Pinyon Pitch Nodule Moth (Retinia arizonensis)

Latin Name: Retinia (Petrova) arizonensis (Heinrich)

Common Name: Pinyon Pitch Nodule Moth


  • Pitch nodule moths are seldom seen, but their devastation is noticeable.
  • Moths have a 3/4-inch (19 mm) wingspan and are rusty brown with speckled forewings. During an attack, branch tips fade, and pitch nodules develop at the insects’ feeding spots.
  • Pitch nodules are hollow pitch balls 1/2-1 inch (10-25 mm) in diameter, spherical, smooth, and generally pale purple or red.
  • They are most commonly found near the crotch of two or more twigs on pinyon pines. The needles on the fading twigs finally break off, and the twigs fall off.

Host plants:

Pinyon pine and ponderosa pine


Throughout the United States

Damages caused by Pinyon Pitch Nodule Moth:

Leaders are periodically damaged, which can result in trees with many terminals.
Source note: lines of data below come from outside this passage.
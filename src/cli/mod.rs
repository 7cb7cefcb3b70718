//! Command-line interface for skywatch.
//!
//! This module provides the CLI structure and command handlers for the
//! `skywatch` binary.

mod commands;

use std::path::PathBuf;

use clap::{Parser, Subcommand};

pub use commands::{ConfigCommand, FetchCommand, RecentCommand, StatusCommand};

/// skywatch - Watch a region of sky and score delay risk
///
/// Polls live flight-state data for a configured region, persists every
/// observation, and records a delay probability for each flight using a
/// locally trained classifier.
#[derive(Debug, Parser)]
#[command(name = "skywatch")]
#[command(author, version, about, long_about = None)]
#[command(propagate_version = true)]
pub struct Cli {
    /// Path to custom configuration file
    #[arg(short, long, global = true, value_name = "FILE")]
    pub config: Option<PathBuf>,

    /// Increase verbosity (-v for debug, -vv for trace)
    #[arg(short, long, action = clap::ArgAction::Count, global = true)]
    pub verbose: u8,

    /// Suppress all output except errors
    #[arg(short, long, global = true)]
    pub quiet: bool,

    /// The command to execute
    #[command(subcommand)]
    pub command: Command,
}

/// Available commands.
#[derive(Debug, Subcommand)]
pub enum Command {
    /// Poll continuously, scoring and storing every cycle
    Watch,

    /// Run a single fetch, score, and store cycle
    Fetch(FetchCommand),

    /// Show recently observed flights
    Recent(RecentCommand),

    /// Retrain the delay model and persist it
    Train,

    /// Show database and model status
    Status(StatusCommand),

    /// View or validate configuration
    #[command(subcommand)]
    Config(ConfigCommand),
}

impl Cli {
    /// Get the verbosity level based on flags.
    #[must_use]
    pub fn verbosity(&self) -> crate::logging::Verbosity {
        if self.quiet {
            crate::logging::Verbosity::Quiet
        } else {
            match self.verbose {
                0 => crate::logging::Verbosity::Normal,
                1 => crate::logging::Verbosity::Verbose,
                _ => crate::logging::Verbosity::Trace,
            }
        }
    }
}

#[cfg(test)]
mod tests {
    use super::*;
    use clap::CommandFactory;

    #[test]
    fn test_cli_name() {
        let cli = Cli::command();
        assert_eq!(cli.get_name(), "skywatch");
    }

    #[test]
    fn test_cli_verify() {
        Cli::command().debug_assert();
    }

    #[test]
    fn test_verbosity_quiet() {
        let cli = Cli {
            config: None,
            verbose: 0,
            quiet: true,
            command: Command::Watch,
        };
        assert_eq!(cli.verbosity(), crate::logging::Verbosity::Quiet);
    }

    #[test]
    fn test_verbosity_normal() {
        let cli = Cli {
            config: None,
            verbose: 0,
            quiet: false,
            command: Command::Watch,
        };
        assert_eq!(cli.verbosity(), crate::logging::Verbosity::Normal);
    }

    #[test]
    fn test_verbosity_verbose() {
        let cli = Cli {
            config: None,
            verbose: 1,
            quiet: false,
            command: Command::Watch,
        };
        assert_eq!(cli.verbosity(), crate::logging::Verbosity::Verbose);
    }

    #[test]
    fn test_verbosity_trace() {
        let cli = Cli {
            config: None,
            verbose: 3,
            quiet: false,
            command: Command::Watch,
        };
        assert_eq!(cli.verbosity(), crate::logging::Verbosity::Trace);
    }

    #[test]
    fn test_parse_watch() {
        let cli = Cli::try_parse_from(["skywatch", "watch"]).unwrap();
        assert!(matches!(cli.command, Command::Watch));
    }

    #[test]
    fn test_parse_fetch() {
        let cli = Cli::try_parse_from(["skywatch", "fetch", "--json"]).unwrap();
        match cli.command {
            Command::Fetch(cmd) => assert!(cmd.json),
            other => panic!("unexpected command {other:?}"),
        }
    }

    #[test]
    fn test_parse_recent_with_limit() {
        let cli = Cli::try_parse_from(["skywatch", "recent", "--limit", "5"]).unwrap();
        match cli.command {
            Command::Recent(cmd) => {
                assert_eq!(cmd.limit, 5);
                assert!(!cmd.json);
            }
            other => panic!("unexpected command {other:?}"),
        }
    }

    #[test]
    fn test_parse_recent_default_limit() {
        let cli = Cli::try_parse_from(["skywatch", "recent"]).unwrap();
        match cli.command {
            Command::Recent(cmd) => assert_eq!(cmd.limit, 20),
            other => panic!("unexpected command {other:?}"),
        }
    }

    #[test]
    fn test_parse_train() {
        let cli = Cli::try_parse_from(["skywatch", "train"]).unwrap();
        assert!(matches!(cli.command, Command::Train));
    }

    #[test]
    fn test_parse_status() {
        let cli = Cli::try_parse_from(["skywatch", "status"]).unwrap();
        assert!(matches!(cli.command, Command::Status(_)));
    }

    #[test]
    fn test_parse_config_show() {
        let cli = Cli::try_parse_from(["skywatch", "config", "show"]).unwrap();
        assert!(matches!(
            cli.command,
            Command::Config(ConfigCommand::Show { .. })
        ));
    }

    #[test]
    fn test_parse_with_config() {
        let cli = Cli::try_parse_from(["skywatch", "-c", "/custom/config.toml", "watch"]).unwrap();
        assert_eq!(cli.config, Some(PathBuf::from("/custom/config.toml")));
    }

    #[test]
    fn test_parse_with_quiet() {
        let cli = Cli::try_parse_from(["skywatch", "-q", "watch"]).unwrap();
        assert!(cli.quiet);
    }
}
Insect populations and damage might be plentiful in some places. Attacks affecting the terminal growth of ponderosa pine happen.

Life history and Habits:

Pitch nodule moths reproduce once a year. In July or early August, the tiny reddish-brown moths emerge through holes in the pitch nodule. Eggs are deposited on the current year’s growth needle sheaths. Newly born larvae eat young needles before digging into the bark of twigs and branches at nodes or whorls. Pitch nodules grow at feeding places, where larvae eat and are sheltered in winter. Larvae are about 1/2 inch (13 mm) long, reddish-yellow in color, with a black head and a dark region behind the head when fully developed. In June, pupation takes place inside the pitch nodule. Before emerging as adults, pupae migrate close beneath the surface of the pitch.